*** Begin section ***

//! Public entry point.

use cir_ir::{ClassifierResolver, StringInterner, Target, TargetTree};
use tracing::debug;

use crate::tree::{CommonizedTree, MergedTree, TreeCommonizer};
use crate::{CommonizerContext, CommonizerError, CommonizerSettings};

/// One target's contribution to a run.
pub struct TargetInput<'a> {
    pub target: Target,
    pub tree: &'a TargetTree,
    /// Classifiers the target's declarations reference but do not declare.
    pub dependencies: &'a dyn ClassifierResolver,
}

/// Everything a commonization run reads.
pub struct CommonizerInput<'a> {
    /// In target order; the order is kept by every per-target list of the
    /// output.
    pub targets: Vec<TargetInput<'a>>,
    /// Already-commonized dependencies shared by all targets.
    pub common_dependencies: &'a dyn ClassifierResolver,
    pub settings: CommonizerSettings,
}

/// Commonize the targets' declaration trees.
///
/// Declarations without a common projection are simply absent from the
/// result. `Err` means a contract violation and invalidates the whole run.
#[tracing::instrument(level = "debug", skip_all, fields(targets = input.targets.len()))]
pub fn commonize<'a>(
    input: CommonizerInput<'a>,
    interner: &'a StringInterner,
) -> Result<CommonizedTree, CommonizerError> {
    let mut targets = Vec::with_capacity(input.targets.len());
    let mut trees = Vec::with_capacity(input.targets.len());
    let mut dependencies = Vec::with_capacity(input.targets.len());
    for target in input.targets {
        targets.push(target.target);
        trees.push(target.tree);
        dependencies.push(target.dependencies);
    }

    let ctx = CommonizerContext::new(
        targets,
        &trees,
        dependencies,
        input.common_dependencies,
        input.settings,
        interner,
    )?;
    let mut tree = MergedTree::build(&trees);
    TreeCommonizer::new(&ctx).run(&mut tree)?;

    let tree = CommonizedTree::new(tree);
    debug!(
        nodes = tree.len(),
        patched = tree.patched_count(),
        "commonization finished"
    );
    Ok(tree)
}
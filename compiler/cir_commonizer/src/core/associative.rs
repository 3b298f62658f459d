//! Pairwise commonizers.

use std::marker::PhantomData;

use super::Accumulator;

/// Pairwise merge; must be associative so a left fold is order-insensitive.
pub trait AssociativeCommonizer<T> {
    fn commonize(&self, first: &T, second: &T) -> Option<T>;

    /// Left fold. One value is its own projection; no values have none.
    fn commonize_all<'v>(&self, values: impl IntoIterator<Item = &'v T>) -> Option<T>
    where
        T: Clone + 'v,
    {
        let mut values = values.into_iter();
        let mut merged = values.next()?.clone();
        for value in values {
            merged = self.commonize(&merged, value)?;
        }
        Some(merged)
    }
}

/// Pairwise merge over optional values. Never fails: `None` is a result.
pub trait NullableAssociativeCommonizer<T> {
    fn commonize(&self, first: Option<&T>, second: Option<&T>) -> Option<T>;

    /// Left fold. No values yield `None`.
    fn commonize_all<'v>(&self, values: impl IntoIterator<Item = Option<&'v T>>) -> Option<T>
    where
        T: Clone + 'v,
    {
        let mut values = values.into_iter();
        let mut merged = values.next()?.cloned();
        for value in values {
            merged = self.commonize(merged.as_ref(), value);
        }
        merged
    }
}

/// Values commonize only when identical.
#[derive(Copy, Clone, Debug, Default)]
pub struct Equality;

impl<T: PartialEq + Clone> AssociativeCommonizer<T> for Equality {
    fn commonize(&self, first: &T, second: &T) -> Option<T> {
        (first == second).then(|| first.clone())
    }
}

/// Adapts an [`AssociativeCommonizer`] to the incremental shape.
#[derive(Clone, Debug)]
pub struct Associative<C, T> {
    commonizer: C,
    merged: Option<T>,
    _values: PhantomData<fn(&T)>,
}

impl<C, T> Associative<C, T> {
    pub fn new(commonizer: C) -> Self {
        Self {
            commonizer,
            merged: None,
            _values: PhantomData,
        }
    }
}

impl<C: AssociativeCommonizer<T>, T: Clone> Accumulator<T> for Associative<C, T> {
    type Output = T;

    const NAME: &'static str = "associative";

    fn initialize(&mut self, first: &T) -> bool {
        self.merged = Some(first.clone());
        true
    }

    fn combine(&mut self, next: &T) -> bool {
        self.merged = self
            .merged
            .as_ref()
            .and_then(|merged| self.commonizer.commonize(merged, next));
        self.merged.is_some()
    }

    fn output(&self) -> Option<T> {
        self.merged.clone()
    }
}
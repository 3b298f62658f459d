//! Annotation commonization.
//!
//! Only annotations with cross-target meaning survive: the deprecation
//! marker (merged over a severity lattice) and the native-callable marker
//! (kept when every target carries it). Everything else is platform-specific.
//! The unsafe-number marker is never merged; it is synthesized from
//! [`UnsafeNumberTag`]s collected during type commonization.

mod deprecation;
mod native;
mod unsafe_number;

pub use deprecation::{
    Deprecation, DeprecationCommonizer, DeprecationLevel, ReplaceWith, FALLBACK_MESSAGE,
};
pub use native::{has_native_callable, NativeCallableCommonizer};
pub use unsafe_number::UnsafeNumberTag;

use cir_ir::{well_known, Annotation, EntityId};

use crate::core::NullableAssociativeCommonizer;

/// Commonize one declaration's annotation lists, one list per target.
pub fn commonize_annotations(lists: &[&[Annotation]]) -> Vec<Annotation> {
    let ids = well_known();

    let deprecations: Vec<Option<Deprecation>> = lists
        .iter()
        .map(|list| find(list, &ids.deprecated).map(Deprecation::from_annotation))
        .collect();
    let deprecation = DeprecationCommonizer.commonize_all(deprecations.iter().map(Option::as_ref));

    let native = NativeCallableCommonizer
        .commonize_all(lists.iter().map(|list| find(list, &ids.native_callable)));

    deprecation
        .map(|deprecation| deprecation.to_annotation())
        .into_iter()
        .chain(native)
        .collect()
}

fn find<'a>(annotations: &'a [Annotation], id: &EntityId) -> Option<&'a Annotation> {
    annotations.iter().find(|annotation| &annotation.class_id == id)
}
//! Globally qualified classifier identifiers.
//!
//! A classifier (class or type alias) is identified by its package plus the
//! chain of names from the top-level classifier down to the nested one.
//! Identity is purely by value.

use smallvec::SmallVec;

use crate::{Name, StringInterner};

/// Dotted package name, stored as interned segments.
#[derive(Clone, Debug, Default, PartialEq, Eq, PartialOrd, Ord, Hash)]
pub struct PackageName {
    segments: SmallVec<[Name; 4]>,
}

impl PackageName {
    /// The root (unnamed) package.
    pub fn root() -> Self {
        Self::default()
    }

    /// Create a package name from its segments, outermost first.
    pub fn new(segments: &[Name]) -> Self {
        Self {
            segments: SmallVec::from_slice(segments),
        }
    }

    /// Intern a dotted package name such as `"core.ranges"`.
    pub fn parse(text: &str, interner: &StringInterner) -> Self {
        if text.is_empty() {
            return Self::root();
        }
        Self {
            segments: text.split('.').map(|s| interner.intern(s)).collect(),
        }
    }

    #[inline]
    pub fn segments(&self) -> &[Name] {
        &self.segments
    }

    #[inline]
    pub fn is_root(&self) -> bool {
        self.segments.is_empty()
    }

    /// Render as a dotted string.
    pub fn display(&self, interner: &StringInterner) -> String {
        let mut out = String::new();
        for (i, segment) in self.segments.iter().enumerate() {
            if i > 0 {
                out.push('.');
            }
            out.push_str(interner.lookup(*segment));
        }
        out
    }
}

/// Identifier of a class or type alias.
///
/// `relative` is never empty: its last element is the classifier's own name
/// and the preceding ones are the enclosing classes.
#[derive(Clone, Debug, PartialEq, Eq, PartialOrd, Ord, Hash)]
pub struct EntityId {
    package: PackageName,
    relative: SmallVec<[Name; 2]>,
}

impl EntityId {
    /// Create an id for a classifier nested along `relative` inside `package`.
    ///
    /// An empty `relative` chain produces an id named [`Name::EMPTY`].
    pub fn new(package: PackageName, relative: &[Name]) -> Self {
        let mut relative = SmallVec::from_slice(relative);
        if relative.is_empty() {
            relative.push(Name::EMPTY);
        }
        Self { package, relative }
    }

    /// Create an id for a top-level classifier.
    pub fn top_level(package: PackageName, name: Name) -> Self {
        Self::new(package, &[name])
    }

    /// Intern an id from a package string and a `.`-separated relative name,
    /// e.g. `EntityId::parse("core.ranges", "IntRange", &interner)`.
    pub fn parse(package: &str, relative: &str, interner: &StringInterner) -> Self {
        let relative: SmallVec<[Name; 2]> =
            relative.split('.').map(|s| interner.intern(s)).collect();
        Self::new(PackageName::parse(package, interner), &relative)
    }

    /// Id of a classifier nested directly inside this one.
    #[must_use]
    pub fn nested(&self, name: Name) -> Self {
        let mut relative = self.relative.clone();
        relative.push(name);
        Self {
            package: self.package.clone(),
            relative,
        }
    }

    /// Id of the directly enclosing classifier, if nested.
    pub fn outer(&self) -> Option<Self> {
        if self.relative.len() < 2 {
            return None;
        }
        let mut relative = self.relative.clone();
        relative.pop();
        Some(Self {
            package: self.package.clone(),
            relative,
        })
    }

    #[inline]
    pub fn package(&self) -> &PackageName {
        &self.package
    }

    #[inline]
    pub fn relative_segments(&self) -> &[Name] {
        &self.relative
    }

    /// The classifier's own (innermost) name.
    #[inline]
    pub fn name(&self) -> Name {
        self.relative.last().copied().unwrap_or(Name::EMPTY)
    }

    #[inline]
    pub fn is_nested(&self) -> bool {
        self.relative.len() > 1
    }

    /// Render as a fully qualified dotted string.
    pub fn display(&self, interner: &StringInterner) -> String {
        let mut out = self.package.display(interner);
        for segment in &self.relative {
            if !out.is_empty() {
                out.push('.');
            }
            out.push_str(interner.lookup(*segment));
        }
        out
    }
}

#[cfg(test)]
mod tests;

*** End section ***

▶ **Instructions for the task**
Return every line in the records that includes the string "NativeCallableCommonizer".

▶ **Task response**
pub use native::{has_native_callable, NativeCallableCommonizer};
    let native = NativeCallableCommonizer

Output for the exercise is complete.